= Beginning of Section =

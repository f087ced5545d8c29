use std::collections::HashSet;

use chrono::Utc;
use log::{debug, info};
use rusqlite::{Connection, TransactionBehavior};

use crate::config::AppConfig;
use crate::database::{
    self, GameSystemId, Match, MatchId, MatchOutcome, Participant, PlayerId, ResultId,
    Round, Tournament, TournamentFormat, TournamentId, TournamentState,
};
use crate::errors::{EngineError, EngineResult};
use crate::services::ratings::validate_participants;
use crate::tournament::bracket::{self, Entrant};
use crate::tournament::pairing::{round_seed, PairingInput, PlayedPairs};
use crate::tournament::points::{bye_recipients, tally_points};
use crate::tournament::standings::{aggregate_scores, compute_standings, StandingRow};
use crate::tournament::strategy::{PairingStrategy, TiebreakStrategy};

#[derive(Debug, Clone)]
pub struct NewTournament {
    pub name: String,
    pub creator_id: PlayerId,
    pub game_system_id: GameSystemId,
    pub format: TournamentFormat,
    pub rounds_count: Option<i32>,
    pub pairing_key: Option<String>,
    pub tiebreak1_key: Option<String>,
    pub tiebreak2_key: Option<String>,
}

/// Settings to change on an existing tournament; `None` keeps the current value.
#[derive(Debug, Clone, Default)]
pub struct StrategyUpdate {
    pub rounds_count: Option<i32>,
    pub pairing_key: Option<String>,
    pub tiebreak1_key: Option<String>,
    pub tiebreak2_key: Option<String>,
}

#[derive(Debug, Clone, Copy, Default)]
pub struct ReportedScores {
    pub a_score: i32,
    pub b_score: i32,
    pub a_secondary: Option<i32>,
    pub b_secondary: Option<i32>,
}

#[derive(Debug, Clone)]
pub struct RoundOutcome {
    pub round: Option<Round>,
    pub matches: Vec<Match>,
}

impl RoundOutcome {
    fn empty() -> Self {
        Self {
            round: None,
            matches: Vec::new(),
        }
    }

    pub fn is_empty(&self) -> bool {
        self.round.is_none()
    }
}

#[derive(Debug, Clone)]
pub struct ReportOutcome {
    pub result_id: ResultId,
    pub outcome: MatchOutcome,
    pub advanced_to: Option<MatchId>,
}

/// Matches of an elimination tournament grouped by level, leaves first.
#[derive(Debug, Clone, Default)]
pub struct BracketView {
    pub levels: Vec<Vec<Match>>,
}

pub struct TournamentService {
    config: AppConfig,
}
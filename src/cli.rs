use clap::{Parser, Subcommand, ValueEnum};
use clap_complete::Shell;

use crate::database::TournamentFormat;

#[derive(Parser, Debug)]
#[command(author, version, about = "Tournament pairing, brackets and Elo ratings")]
pub struct Cli {
    /// SQLite database file (overrides DATABASE_PATH)
    #[arg(long, global = true)]
    pub database: Option<String>,

    /// Print JSON instead of tables
    #[arg(long, global = true)]
    pub json: bool,

    /// Command
    #[clap(subcommand)]
    pub command: Command,
}

#[derive(Subcommand, Debug, Clone, PartialEq)]
#[clap(rename_all = "kebab-case")]
pub enum Command {
    /// Create the database schema
    Init {
        /// Drop every table first
        #[arg(long)]
        reset: bool,
    },
    /// Manage players
    Player {
        #[command(subcommand)]
        action: PlayerAction,
    },
    /// Manage game systems
    System {
        #[command(subcommand)]
        action: SystemAction,
    },
    /// Run tournaments
    Tournament {
        #[command(subcommand)]
        action: TournamentAction,
    },
    /// Record results outside tournaments
    Result {
        #[command(subcommand)]
        action: ResultAction,
    },
    /// Apply, rebuild and list ratings
    Ratings {
        #[command(subcommand)]
        action: RatingsAction,
    },
    /// List pairing and tie-break strategy keys
    Strategies,
    /// Print a shell completion script
    Completions {
        shell: Shell,
    },
}

#[derive(Subcommand, Debug, Clone, PartialEq)]
pub enum PlayerAction {
    Add { name: String },
    List,
}

#[derive(Subcommand, Debug, Clone, PartialEq)]
pub enum SystemAction {
    Add { name: String },
    List,
}

#[derive(ValueEnum, Debug, Clone, Copy, PartialEq)]
pub enum FormatArg {
    Open,
    Swiss,
    Elimination,
}

impl From<FormatArg> for TournamentFormat {
    fn from(arg: FormatArg) -> Self {
        match arg {
            FormatArg::Open => TournamentFormat::Open,
            FormatArg::Swiss => TournamentFormat::Swiss,
            FormatArg::Elimination => TournamentFormat::Elimination,
        }
    }
}

#[derive(Subcommand, Debug, Clone, PartialEq)]
#[clap(rename_all = "kebab-case")]
pub enum TournamentAction {
    Create {
        #[arg(long)]
        name: String,
        #[arg(long, value_enum)]
        format: FormatArg,
        /// Game system id
        #[arg(long)]
        system: i64,
        /// Organizer's player id
        #[arg(long)]
        creator: i64,
        #[arg(long)]
        rounds: Option<i32>,
        #[arg(long)]
        pairing: Option<String>,
        #[arg(long)]
        tiebreak1: Option<String>,
        #[arg(long)]
        tiebreak2: Option<String>,
    },
    Configure {
        id: i64,
        #[arg(long)]
        rounds: Option<i32>,
        #[arg(long)]
        pairing: Option<String>,
        #[arg(long)]
        tiebreak1: Option<String>,
        #[arg(long)]
        tiebreak2: Option<String>,
    },
    List,
    Open { id: i64 },
    Register { id: i64, player: i64 },
    Unregister { id: i64, player: i64 },
    CheckIn { id: i64, player: i64 },
    /// Close registration; elimination tournaments get their bracket
    Lock { id: i64 },
    /// Pair the next Swiss/open round
    NextRound { id: i64 },
    /// Report a match score and apply ratings
    Report {
        #[arg(value_name = "MATCH")]
        match_id: i64,
        a_score: i32,
        b_score: i32,
        #[arg(long)]
        a_secondary: Option<i32>,
        #[arg(long)]
        b_secondary: Option<i32>,
    },
    Finalize { id: i64 },
    Standings { id: i64 },
    Bracket { id: i64 },
    Rounds { id: i64 },
}

#[derive(Subcommand, Debug, Clone, PartialEq)]
pub enum ResultAction {
    Add {
        /// Game system id
        #[arg(long)]
        system: i64,
        player_a: i64,
        score_a: i32,
        player_b: i64,
        score_b: i32,
        #[arg(long)]
        faction_a: Option<String>,
        #[arg(long)]
        faction_b: Option<String>,
        /// Apply ratings right away
        #[arg(long)]
        apply: bool,
    },
}

#[derive(Subcommand, Debug, Clone, PartialEq)]
#[clap(rename_all = "kebab-case")]
pub enum RatingsAction {
    Apply { result: i64 },
    ApplyPending,
    Rebuild,
    Leaderboard {
        #[arg(long)]
        system: i64,
        #[arg(long, default_value_t = 20)]
        limit: usize,
    },
}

= End of Section =

_TASK STATEMENT:_ Track down every line in the entries that includes the string "SystemAction", and copy it.

_YOUR RESPONSE:_
        action: SystemAction,
pub enum SystemAction {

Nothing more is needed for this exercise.